Orsenigo (PD) sulla sanità comasca: "La provincia porta i segni di un sistema sanitario regionale che ha abbandonato i cittadini"
"I problemi sono gli stessi di sempre e sono generati da una medicina di territorio prima smantellata con la riforma del 2015 e poi messi in piena luce dalla pandemia"
Una disamina dura e che mette Como di fronte all'attuale situazione sanitaria sul suo territorio: questo quanto fatto dal consigliere regionale Angelo Orsenigo, che ha voluto sottolineare nuovamente gli argomenti trattati durante l'incontro di venerdì scorso, ovvero la visita del candidato Pierfrancesco Majorino a Como.
Orsenigo (PD) sugli attuali problemi della sanità comasca
“La provincia di Como porta tutti i segni di un sistema sanitario regionale che ha abbandonato i cittadini: 74 medici di base mancanti, mesi e mesi per una visita medica specialistica con il pubblico, pronto soccorso sovraffollati. Come se non bastasse, nonostante sia ormai passato un anno dall’approvazione della riforma in consiglio regionale, delle numerose strutture promesse dalla Regione, solo due sono state attivate: la Casa di comunità in via Napoleona a Como e l’Ospedale di Comunità di Mariano Comense”, è un quadro a tinte fosche quello che Angelo Orsenigo, consigliere regionale del Pd, dipinge della sanità comasca.
“I problemi sono gli stessi di sempre e sono generati da una medicina di territorio prima smantellata con la riforma del 2015 e poi messi in piena luce dalla pandemia. La problematica delle liste d’attesa è uno dei nodi più urgenti da risolvere a Como e in tutta la regione. I lombardi spendono due miliardi e mezzo di euro all’anno in media di spesa per visite mediche private. Ritenere, come hanno fatto Fontana e Moratti, un successo 11mila prestazioni fatte nelle ore serali o festive rispetto ai milioni erogate ogni anno è un insulto per i cittadini”, incalza Orsenigo.

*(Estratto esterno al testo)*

use anyhow::{bail, Context, Result};
use rusqlite::{params_from_iter, Connection, OptionalExtension, ToSql, Transaction};
use std::path::Path;
use tracing::{debug, info};

use super::schema_gen::{generate_create_table, generate_indexes};
use crate::convert::{Attributes, SqlValue};
use crate::schema::{get_table, TableSchema, ALL_TABLES};

/// The domain database
pub struct Store {
    conn: Connection,
}

impl Store {
    /// Open (or create) the database at `db_path` and make sure every table exists.
    pub fn open(db_path: &Path) -> Result<Self> {
        if let Some(parent) = db_path.parent().filter(|p| !p.as_os_str().is_empty()) {
            std::fs::create_dir_all(parent)
                .with_context(|| format!("Failed to create directory {:?}", parent))?;
        }
        let conn = Connection::open(db_path)
            .with_context(|| format!("Failed to open database {:?}", db_path))?;
        conn.execute_batch(
            "PRAGMA foreign_keys = ON;
             PRAGMA journal_mode = WAL;
             PRAGMA synchronous = NORMAL;",
        )?;
        info!(path = %db_path.display(), "opened database");
        Self::init(conn)
    }

    pub fn open_in_memory() -> Result<Self> {
        let conn = Connection::open_in_memory().context("Failed to create in-memory database")?;
        conn.execute_batch("PRAGMA foreign_keys = ON;")?;
        Self::init(conn)
    }

    fn init(conn: Connection) -> Result<Self> {
        let store = Self { conn };
        store.create_tables(ALL_TABLES)?;
        Ok(store)
    }

    /// Create the given tables if missing
    pub fn create_tables(&self, schemas: &[&TableSchema]) -> Result<()> {
        for schema in schemas {
            let sql = generate_create_table(schema);
            self.conn
                .execute(&sql, [])
                .with_context(|| format!("Failed to create table: {}", schema.name))?;

            for index_sql in generate_indexes(schema) {
                self.conn
                    .execute(&index_sql, [])
                    .with_context(|| format!("Failed to create index for: {}", schema.name))?;
            }
        }
        debug!(tables = schemas.len(), "schema ready");
        Ok(())
    }

    pub fn find_id(&self, table: &str, column: &str, value: &SqlValue) -> Result<Option<i64>> {
        find_id(&self.conn, table, column, value)
    }

    pub fn lookup(
        &self,
        table: &str,
        select: &str,
        column: &str,
        value: &SqlValue,
    ) -> Result<Option<SqlValue>> {
        lookup(&self.conn, table, select, column, value)
    }

    /// Every schema column of row `id`
    pub fn fetch_row(&self, table: &str, id: i64) -> Result<Option<Attributes>> {
        let schema = schema_for(table)?;
        let columns: Vec<&str> = schema.columns.iter().map(|c| c.name).collect();
        let sql = format!("SELECT {} FROM {} WHERE id = ?1", columns.join(", "), table);

        self.conn
            .query_row(&sql, [id], |row| {
                let mut attrs = Attributes::new();
                for (idx, name) in columns.iter().enumerate() {
                    attrs.insert(name.to_string(), row.get::<_, SqlValue>(idx)?);
                }
                Ok(attrs)
            })
            .optional()
            .with_context(|| format!("Failed to read {} row {}", table, id))
    }

    pub fn row_count(&self, table: &str) -> Result<u64> {
        schema_for(table)?;
        let count: i64 = self
            .conn
            .query_row(&format!("SELECT COUNT(*) FROM {}", table), [], |row| row.get(0))?;
        Ok(count as u64)
    }

    /// Start an atomic batch of writes. Dropping it without `commit` rolls back.
    pub fn unit_of_work(&mut self) -> Result<UnitOfWork<'_>> {
        let tx = self.conn.transaction().context("Failed to begin transaction")?;
        Ok(UnitOfWork { tx })
    }
}

/// Writes that land together or not at all
pub struct UnitOfWork<'a> {
    tx: Transaction<'a>,
}

impl UnitOfWork<'_> {
    pub fn insert(&self, table: &str, attrs: &Attributes) -> Result<i64> {
        let schema = schema_for(table)?;
        check_columns(schema, attrs)?;

        if attrs.is_empty() {
            self.tx
                .execute(&format!("INSERT INTO {} DEFAULT VALUES", table), [])
                .with_context(|| format!("Failed to insert into {}", table))?;
        } else {
            let columns: Vec<&str> = attrs.keys().map(String::as_str).collect();
            let placeholders: Vec<String> = (1..=columns.len()).map(|i| format!("?{}", i)).collect();
            let sql = format!(
                "INSERT INTO {} ({}) VALUES ({})",
                table,
                columns.join(", "),
                placeholders.join(", ")
            );
            self.tx
                .execute(&sql, params_from_iter(attrs.values()))
                .with_context(|| format!("Failed to insert into {}", table))?;
        }

        let id = self.tx.last_insert_rowid();
        debug!(table, id, "inserted");
        Ok(id)
    }

    pub fn update(&self, table: &str, id: i64, attrs: &Attributes) -> Result<()> {
        let updated = self.update_where(table, "id", &SqlValue::Integer(id), attrs)?;
        if updated == 0 && !attrs.is_empty() {
            bail!("No {} row with id {}", table, id);
        }
        Ok(())
    }

    /// Update every row of `table` whose `column` equals `value`
    pub fn update_where(
        &self,
        table: &str,
        column: &str,
        value: &SqlValue,
        attrs: &Attributes,
    ) -> Result<usize> {
        let schema = schema_for(table)?;
        check_columns(schema, attrs)?;
        check_column(schema, column)?;
        if attrs.is_empty() {
            return Ok(0);
        }

        let assignments: Vec<String> = attrs
            .keys()
            .enumerate()
            .map(|(i, name)| format!("{} = ?{}", name, i + 1))
            .collect();
        let sql = format!(
            "UPDATE {} SET {} WHERE {} = ?{}",
            table,
            assignments.join(", "),
            column,
            attrs.len() + 1
        );

        let params: Vec<&dyn ToSql> = attrs
            .values()
            .map(|v| v as &dyn ToSql)
            .chain(std::iter::once(value as &dyn ToSql))
            .collect();
        let updated = self
            .tx
            .execute(&sql, params.as_slice())
            .with_context(|| format!("Failed to update {}", table))?;
        debug!(table, column, updated, "updated");
        Ok(updated)
    }

    pub fn find_id(&self, table: &str, column: &str, value: &SqlValue) -> Result<Option<i64>> {
        find_id(&self.tx, table, column, value)
    }

    pub fn commit(self) -> Result<()> {
        self.tx.commit().context("Failed to commit")
    }

    pub fn rollback(self) -> Result<()> {
        self.tx.rollback().context("Failed to roll back")
    }
}

fn schema_for(table: &str) -> Result<&'static TableSchema> {
    match get_table(table) {
        Some(schema) => Ok(schema),
        None => bail!("Unknown table: {}", table),
    }
}

fn check_column(schema: &TableSchema, column: &str) -> Result<()> {
    if column != "id" && !schema.has_column(column) {
        bail!("Unknown column {}.{}", schema.name, column);
    }
    Ok(())
}

fn check_columns(schema: &TableSchema, attrs: &Attributes) -> Result<()> {
    for column in attrs.keys() {
        if !schema.has_column(column) {
            bail!("Unknown column {}.{}", schema.name, column);
        }
    }
    Ok(())
}

fn lookup(
    conn: &Connection,
    table: &str,
    select: &str,
    column: &str,
    value: &SqlValue,
) -> Result<Option<SqlValue>> {
    let schema = schema_for(table)?;
    check_column(schema, select)?;
    check_column(schema, column)?;
    if value.is_null() {
        return Ok(None);
    }
    let sql = format!(
        "SELECT {} FROM {} WHERE {} = ?1 LIMIT 1",
        select, table, column
    );
    conn.query_row(&sql, [value], |row| row.get::<_, SqlValue>(0))
        .optional()
        .with_context(|| format!("Failed to query {}.{}", table, column))
}

fn find_id(conn: &Connection, table: &str, column: &str, value: &SqlValue) -> Result<Option<i64>> {
    Ok(lookup(conn, table, "id", column, value)?.and_then(|v| v.as_i64()))
}

#[cfg(test)]
mod tests {
    use super::*;
    use tempfile::TempDir;

    fn attrs(pairs: &[(&str, SqlValue)]) -> Attributes {
        pairs
            .iter()
            .map(|(k, v)| (k.to_string(), v.clone()))
            .collect()
    }

    #[test]
    fn test_insert_find_update() {
        let mut store = Store::open_in_memory().unwrap();
        let uow = store.unit_of_work().unwrap();
        let id = uow
            .insert(
                "spells",
                &attrs(&[
                    ("dofusdb_id", SqlValue::Integer(12)),
                    ("name", SqlValue::Text("Pression".into())),
                ]),
            )
            .unwrap();
        uow.update("spells", id, &attrs(&[("level", SqlValue::Integer(3))]))
            .unwrap();
        uow.commit().unwrap();

        assert_eq!(
            store.find_id("spells", "dofusdb_id", &SqlValue::Integer(12)).unwrap(),
            Some(id)
        );
        let row = store.fetch_row("spells", id).unwrap().unwrap();
        assert_eq!(row["name"], SqlValue::Text("Pression".into()));
        assert_eq!(row["level"], SqlValue::Integer(3));
        assert_eq!(row["description"], SqlValue::Null);
    }

    #[test]
    fn test_dropped_unit_of_work_rolls_back() {
        let mut store = Store::open_in_memory().unwrap();
        {
            let uow = store.unit_of_work().unwrap();
            uow.insert("monster_races", &attrs(&[("name", SqlValue::Text("Bouftous".into()))]))
                .unwrap();
        }
        assert_eq!(store.row_count("monster_races").unwrap(), 0);
    }

    #[test]
    fn test_unknown_table_or_column_is_rejected() {
        let mut store = Store::open_in_memory().unwrap();
        let uow = store.unit_of_work().unwrap();
        assert!(uow.insert("users", &Attributes::new()).is_err());
        assert!(uow
            .insert("spells", &attrs(&[("name; DROP TABLE spells", SqlValue::Null)]))
            .is_err());
        drop(uow);
        assert!(store.row_count("sqlite_master").is_err());
    }

    #[test]
    fn test_not_null_violation_fails() {
        let mut store = Store::open_in_memory().unwrap();
        let uow = store.unit_of_work().unwrap();
        assert!(uow.insert("creatures", &attrs(&[("level", SqlValue::Integer(1))])).is_err());
    }

    #[test]
    fn test_open_keeps_existing_rows() {
        let dir = TempDir::new().unwrap();
        let path = dir.path().join("nested").join("catalog.db");
        {
            let mut store = Store::open(&path).unwrap();
            let uow = store.unit_of_work().unwrap();
            uow.insert("items", &attrs(&[("name", SqlValue::Text("Amulette".into()))]))
                .unwrap();
            uow.commit().unwrap();
        }
        let store = Store::open(&path).unwrap();
        assert_eq!(store.row_count("items").unwrap(), 1);
        assert_eq!(
            store.find_id("items", "name", &SqlValue::Null).unwrap(),
            None
        );
    }
}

E oltre alle attese infinite nei pronto soccorso al Sant’Anna di San Fermo e al Sant’Antonio Abate di Cantù, mancano addirittura i posti letto nei reparti.
"Questo perché, fa presente il consigliere Pd, tra il cittadino e l’ospedale dovrebbe esserci una rete di presa in carico diffusa e capillare, con quelle case e ospedali di comunità richiesti da Ministero della Salute e Agenas. Eppure, a oggi, le aperture vanno a rilento e spesso l’intervento si riduce a una mano di vernice e a una nuova insegna su vecchi presidi”.